* [WHAT THE EXERCISE ASKS]:
Starting at the first line of the entries below, output every line exactly, up to and including the line with "use crate::padding::Padding2D;".

(Saved data entries)
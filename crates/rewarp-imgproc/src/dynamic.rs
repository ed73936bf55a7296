//! Entry points for rasters whose depth and channel count are only known at runtime.
//!
//! Every function validates its arguments, dispatches to the typed kernel for
//! the variant of the input and returns a fresh [`DynImage`] of that same variant.

use rewarp_image::{DynImage, Image, ImageDtype, ImageError, ImageSize, ImageTransform};

use crate::border::BorderPolicy;
use crate::interpolation::InterpolationMode;
use crate::padding::Padding2D;
use crate::warp::{TransformKind, TransformMatrix, WarpFlags};

enum WarpMatrix {
    Affine([f64; 6]),
    Perspective([f64; 9]),
}

struct Warp<'a> {
    matrix: WarpMatrix,
    size: ImageSize,
    flags: &'a WarpFlags,
}

impl ImageTransform for Warp<'_> {
    fn apply<T: ImageDtype, const C: usize>(
        &self,
        image: &Image<T, C>,
    ) -> Result<Image<T, C>, ImageError> {
        let mut dst = Image::zeros(self.size)?;
        match &self.matrix {
            WarpMatrix::Affine(m) => crate::warp::warp_affine(image, &mut dst, m, self.flags)?,
            WarpMatrix::Perspective(m) => {
                crate::warp::warp_perspective(image, &mut dst, m, self.flags)?
            }
        }
        Ok(dst)
    }
}

fn check_source(src: &DynImage) -> Result<(), ImageError> {
    if src.is_empty() {
        return Err(ImageError::EmptyImage(src.width(), src.height()));
    }
    Ok(())
}

fn check_output_size(size: ImageSize) -> Result<ImageSize, ImageError> {
    if size.is_empty() {
        return Err(ImageError::InvalidOutputSize(
            size.width as i64,
            size.height as i64,
        ));
    }
    Ok(size)
}

/// Warps an image with an affine or perspective matrix.
///
/// # Arguments
///
/// * `src` - The input image, any supported depth with 1, 3 or 4 channels.
/// * `matrix` - 2x3 for [`TransformKind::Affine`], 3x3 for [`TransformKind::Perspective`].
/// * `kind` - The transform the matrix encodes.
/// * `output_size` - The destination size, the source size when `None`.
/// * `flags` - Interpolation, border policy and matrix direction.
///
/// # Returns
///
/// A new image with the depth and channels of `src` and the requested size.
///
/// # Errors
///
/// Invalid-argument errors for an empty source, a non-positive output size, a
/// matrix shape that does not match `kind` and a singular forward matrix.
///
/// # Example
///
/// ```
/// use rewarp_image::{DynImage, Image, ImageSize};
/// use rewarp_imgproc::dynamic::warp;
/// use rewarp_imgproc::warp::{TransformKind, TransformMatrix, WarpFlags};
///
/// let size = ImageSize { width: 8, height: 6 };
/// let src: DynImage = Image::<u16, 3>::from_size_val(size, 512).unwrap().into();
///
/// let dst = warp(
///     &src,
///     &TransformMatrix::identity(TransformKind::Affine),
///     TransformKind::Affine,
///     None,
///     &WarpFlags::default(),
/// )
/// .unwrap();
///
/// assert_eq!(dst, src);
/// ```
pub fn warp(
    src: &DynImage,
    matrix: &TransformMatrix,
    kind: TransformKind,
    output_size: Option<ImageSize>,
    flags: &WarpFlags,
) -> Result<DynImage, ImageError> {
    check_source(src)?;
    let size = check_output_size(output_size.unwrap_or(src.size()))?;
    let matrix = match kind {
        TransformKind::Affine => WarpMatrix::Affine(matrix.to_affine()?),
        TransformKind::Perspective => WarpMatrix::Perspective(matrix.to_perspective()?),
    };

    log::debug!(
        "warp {kind} {}x{} {} ch{} -> {size}, {} border {:?}, inverse map {}",
        src.width(),
        src.height(),
        src.depth(),
        src.num_channels(),
        flags.interpolation,
        flags.border,
        flags.inverse_map,
    );

    src.try_map(&Warp {
        matrix,
        size,
        flags,
    })
}

struct Resize {
    size: ImageSize,
    interpolation: InterpolationMode,
}

impl ImageTransform for Resize {
    fn apply<T: ImageDtype, const C: usize>(
        &self,
        image: &Image<T, C>,
    ) -> Result<Image<T, C>, ImageError> {
        let mut dst = Image::zeros(self.size)?;
        crate::resize::resize(image, &mut dst, self.interpolation)?;
        Ok(dst)
    }
}

/// Resizes an image to `size`.
///
/// See [`crate::resize::resize`] for the sampling rules.
pub fn resize(
    src: &DynImage,
    size: ImageSize,
    interpolation: InterpolationMode,
) -> Result<DynImage, ImageError> {
    check_source(src)?;
    let size = check_output_size(size)?;
    log::debug!(
        "resize {} {} -> {size} ({interpolation})",
        src.size(),
        src.depth()
    );
    src.try_map(&Resize {
        size,
        interpolation,
    })
}

struct Remap<'a> {
    map_x: &'a Image<f32, 1>,
    map_y: &'a Image<f32, 1>,
    interpolation: InterpolationMode,
    border: &'a BorderPolicy,
}

impl ImageTransform for Remap<'_> {
    fn apply<T: ImageDtype, const C: usize>(
        &self,
        image: &Image<T, C>,
    ) -> Result<Image<T, C>, ImageError> {
        let mut dst = Image::zeros(self.map_x.size())?;
        crate::interpolation::remap(
            image,
            &mut dst,
            self.map_x,
            self.map_y,
            self.interpolation,
            self.border,
        )?;
        Ok(dst)
    }
}

/// Samples `src` at the coordinates held by `map_x` and `map_y`.
///
/// The result has the size of the maps.
pub fn remap(
    src: &DynImage,
    map_x: &Image<f32, 1>,
    map_y: &Image<f32, 1>,
    interpolation: InterpolationMode,
    border: &BorderPolicy,
) -> Result<DynImage, ImageError> {
    check_source(src)?;
    check_output_size(map_x.size())?;
    src.try_map(&Remap {
        map_x,
        map_y,
        interpolation,
        border,
    })
}

struct CopyMakeBorder<'a> {
    padding: &'a Padding2D,
    border: &'a BorderPolicy,
}

impl ImageTransform for CopyMakeBorder<'_> {
    fn apply<T: ImageDtype, const C: usize>(
        &self,
        image: &Image<T, C>,
    ) -> Result<Image<T, C>, ImageError> {
        let mut dst = Image::zeros(self.padding.padded_size(image.size()))?;
        crate::padding::copy_make_border(image, &mut dst, self.padding, self.border)?;
        Ok(dst)
    }
}

/// Pads an image on each side, filling the frame through `border`.
pub fn copy_make_border(
    src: &DynImage,
    padding: &Padding2D,
    border: &BorderPolicy,
) -> Result<DynImage, ImageError> {
    check_source(src)?;
    src.try_map(&CopyMakeBorder { padding, border })
}

struct LogPolar<'a> {
    size: ImageSize,
    center: (f64, f64),
    magnitude: f64,
    flags: &'a WarpFlags,
}

impl ImageTransform for LogPolar<'_> {
    fn apply<T: ImageDtype, const C: usize>(
        &self,
        image: &Image<T, C>,
    ) -> Result<Image<T, C>, ImageError> {
        let mut dst = Image::zeros(self.size)?;
        crate::warp::log_polar(image, &mut dst, self.center, self.magnitude, self.flags)?;
        Ok(dst)
    }
}

/// Remaps an image to or from log-polar space.
///
/// The destination has `output_size`, or the source size when `None`. See
/// [`crate::warp::log_polar`] for the mapping.
pub fn log_polar(
    src: &DynImage,
    output_size: Option<ImageSize>,
    center: (f64, f64),
    magnitude: f64,
    flags: &WarpFlags,
) -> Result<DynImage, ImageError> {
    check_source(src)?;
    let size = check_output_size(output_size.unwrap_or(src.size()))?;
    src.try_map(&LogPolar {
        size,
        center,
        magnitude,
        flags,
    })
}

enum SubPix {
    Rect((f64, f64)),
    Quadrangle([f64; 6]),
}

struct SubPixSample {
    mode: SubPix,
    size: ImageSize,
}

impl ImageTransform for SubPixSample {
    fn apply<T: ImageDtype, const C: usize>(
        &self,
        image: &Image<T, C>,
    ) -> Result<Image<T, C>, ImageError> {
        let mut dst = Image::zeros(self.size)?;
        match &self.mode {
            SubPix::Rect(center) => crate::warp::rect_sub_pix(image, &mut dst, *center)?,
            SubPix::Quadrangle(m) => crate::warp::quadrangle_sub_pix(image, &mut dst, m)?,
        }
        Ok(dst)
    }
}

/// Extracts a rectangle of `output_size` centered on `center`.
///
/// The rectangle has the source size when `output_size` is `None`. See
/// [`crate::warp::rect_sub_pix`] for the sampling rules.
pub fn rect_sub_pix(
    src: &DynImage,
    center: (f64, f64),
    output_size: Option<ImageSize>,
) -> Result<DynImage, ImageError> {
    check_source(src)?;
    let size = check_output_size(output_size.unwrap_or(src.size()))?;
    log::debug!("rect_sub_pix {} around {center:?} -> {size}", src.size());
    src.try_map(&SubPixSample {
        mode: SubPix::Rect(center),
        size,
    })
}

/// Samples a quadrangle of the source through a 2x3 `matrix`.
///
/// The destination has `output_size`, or the source size when `None`. See
/// [`crate::warp::quadrangle_sub_pix`] for the centered mapping.
///
/// # Errors
///
/// Besides the size checks, a matrix that is not 2x3 is invalid-argument.
pub fn quadrangle_sub_pix(
    src: &DynImage,
    matrix: &TransformMatrix,
    output_size: Option<ImageSize>,
) -> Result<DynImage, ImageError> {
    check_source(src)?;
    let size = check_output_size(output_size.unwrap_or(src.size()))?;
    let m = matrix.to_affine()?;
    log::debug!("quadrangle_sub_pix {} -> {size}", src.size());
    src.try_map(&SubPixSample {
        mode: SubPix::Quadrangle(m),
        size,
    })
}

* [REPLY TO THE EXERCISE]:
filename crates/rewarp-imgproc/src/dynamic.rs
repository ed73936bf55a7296
//! Entry points for rasters whose depth and channel count are only known at runtime.
//!
//! Every function validates its arguments, dispatches to the typed kernel for
//! the variant of the input and returns a fresh [`DynImage`] of that same variant.

use rewarp_image::{DynImage, Image, ImageDtype, ImageError, ImageSize, ImageTransform};

use crate::border::BorderPolicy;
use crate::interpolation::InterpolationMode;
use crate::padding::Padding2D;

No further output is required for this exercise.